A7 is alive in art and music.
H4 is thrilled with her new kindergarten program. 
I2 knows how to drag a stool out of the kitchen, down the hall, and into the games closet.  Most of our games are in shambles as a result.  I know what to ask Santa for this year!

And we got a piano!

I took this picture on the night we brought it home.  It is battered and bruised, but that's okay because we've had music almost non-stop ever since.

Tuesday, March 25, 2014

Happiest Kindergartener Ever!

We did it!

We dumped preschool at letter "V" and started kindergarten yesterday.

The box from Sonlight came on Friday evening.  I found it on our front porch while the littles were in the bath.  I carried the box into the bathroom and held it triumphantly in the air.  "It's here!"  I shouted. 

H4 nearly leapt out of the bathtub with joy.

On Saturday I found a big binder, some plastic sheet protectors (for holding drawings and art projects), and found our copy of Language and Thinking for Young Children (long ago cut and drilled for storing in a kindergarten binder).  I assembled the whole thing and showed it to H4. 

She danced a happy dance.

On Monday morning she was dressed, bed made, and teeth brushed almost before she was awake.  At the breakfast table she sat primly, with a cat-who-ate-the-canary smile on her face and raised her hand.  "Yes?  Did you have something to say?" I asked.

"I'm starting kindergarten today," she announced.

The whole family cheered.

She beamed.

She followed me around all morning until it was time to start.  When we did, she raced through 2 days' worth of of work with a zest and glee that was pure joy.  Then she fussed when I said it was time to stop. 

All day she told us, "I started kindergarten today.  I started kindergarten today."

Right now I have to go.  She's asking for help to get dressed so that we can have kindergarten again!

Friday, March 21, 2014

Early Mornings

Early mornings (before breakfast) at our house are for personal hygiene and chores.  The ideal we're working under is that we establish order first and then we have room to learn, explore, and grow.
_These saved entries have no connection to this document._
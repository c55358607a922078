// src/services/auth.rs

use std::sync::Arc;

use crate::{
    error::{BoxError, Entity, ServiceError},
    models::account::{Account, AdminSession, NewAccount, Role},
    security::{PasswordVerifier, TOKEN_TTL, TokenIssuer, TokenPayload},
    store::DataStore,
};

/// Admin login and admin bootstrap.
#[derive(Clone)]
pub struct AuthService {
    store: Arc<dyn DataStore>,
    passwords: Arc<dyn PasswordVerifier>,
    tokens: Arc<dyn TokenIssuer>,
}

impl AuthService {
    pub fn new(
        store: Arc<dyn DataStore>,
        passwords: Arc<dyn PasswordVerifier>,
        tokens: Arc<dyn TokenIssuer>,
    ) -> Self {
        Self {
            store,
            passwords,
            tokens,
        }
    }

    /// Authenticates an admin and returns a one-hour session token.
    ///
    /// An unknown email and a non-admin account fail identically, so callers
    /// cannot tell which accounts exist.
    pub async fn authenticate(
        &self,
        email: &str,
        password: &str,
    ) -> Result<AdminSession, ServiceError> {
        let account = self
            .store
            .find_account_by_email(email)
            .await
            .map_err(|e| {
                tracing::error!("Login DB error: {:?}", e);
                ServiceError::fetch_failed(Entity::Account, e)
            })?
            .filter(|account| account.role == Role::Admin)
            .ok_or_else(|| ServiceError::not_found(Entity::Account, email))?;

        let is_valid = self
            .passwords
            .verify(password, &account.password)
            .map_err(|e| {
                tracing::error!(account_id = account.id, "Stored hash rejected: {}", e);
                ServiceError::fetch_failed(Entity::Account, e)
            })?;

        if !is_valid {
            return Err(ServiceError::InvalidCredentials);
        }

        let token = self
            .tokens
            .issue(
                TokenPayload {
                    id: account.id,
                    role: account.role,
                },
                TOKEN_TTL,
            )
            .map_err(|e| {
                tracing::error!(account_id = account.id, "Failed to sign token: {}", e);
                ServiceError::fetch_failed(Entity::Account, e)
            })?;

        tracing::info!(account_id = account.id, "Admin signed in");

        Ok(AdminSession {
            id: account.id,
            name: account.name,
            email: account.email,
            role: account.role,
            token,
        })
    }

    /// Creates the configured admin account unless the email is already taken.
    /// An existing account is returned as-is, whatever its role.
    pub async fn ensure_admin(
        &self,
        name: &str,
        email: &str,
        password: &str,
    ) -> Result<Account, ServiceError> {
        let create_failed = |source: BoxError| ServiceError::CreateFailed {
            entity: Entity::Account,
            source,
        };

        let existing = self
            .store
            .find_account_by_email(email)
            .await
            .map_err(|e| create_failed(e.into()))?;

        if let Some(account) = existing {
            tracing::debug!(account_id = account.id, "Admin account already present");
            return Ok(account);
        }

        tracing::info!("Seeding admin user: {}", email);

        let hashed_password = self
            .passwords
            .hash(password)
            .map_err(|e| create_failed(e.into()))?;

        let account = self
            .store
            .insert_account(&NewAccount {
                name: name.to_string(),
                email: email.to_string(),
                password: hashed_password,
                role: Role::Admin,
            })
            .await
            .map_err(|e| {
                tracing::error!("Failed to seed admin user: {:?}", e);
                create_failed(e.into())
            })?;

        tracing::info!(account_id = account.id, "Admin user created successfully.");
        Ok(account)
    }
}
But my 'tweens have discovered that if they get through their early morning work quickly enough, they can also get through their independent school work which gives them a vast quantity of free time.

This morning I called upstairs, "Breakfast in 2 minutes." 

I heard a chorus of, "What?  That's not fair!  We still have 5 minutes until breakfast.  We're trying to finish our school!"


"Okay.  You can have 5 more minutes.  That's fine by me."

Phases come and go.  I don't expect them to always be finished with all of their required work by 8:30 am, but right now it's kind of funny.

Thursday, March 20, 2014

A Day in the Life--March

Linking up with Tristan at Our Busy Homeschool.

It is Tuesday at 10:03 am.

I just finished getting dressed.  (However, in writing that sentence I realized that I still need to brush my teeth.)

I have been productive all morning in spite of my late wake up at 6:45 am.  I did wake at 5:50, but I rolled over to just rest my eyes for 10 more minutes.


Between 6:45 and 10:03 . . .

*I've read from the Book of Mormon and the Doctrine and Covenants.
*I've recorded some thought-provoking scriptures and the thoughts that go with them in my journal.
*I've checked the older kids' schoolwork from yesterday.
*I've made new assignments for today.
*I've fed my three littles some graham crackers and milk.
*I've checked my email--including the daily digest from forum for our new homeschool group.  We're still trying to make some new friends in our new area, but none of the activities on the calendar have worked so far.
*I've checked craigslist for a day bed for E14. 
*I've made oatmeal with stewed apples.
*I've held morning devotional which included an article from the Ensign about living the Word of Wisdom.  We had some rather lively discussion about our current eating habits.
*I've taken away and popped a balloon that was the source of contention between my 3 littles.
*I've put on black beans to soak for dinner tonight.
*I've started bread dough for lunch today.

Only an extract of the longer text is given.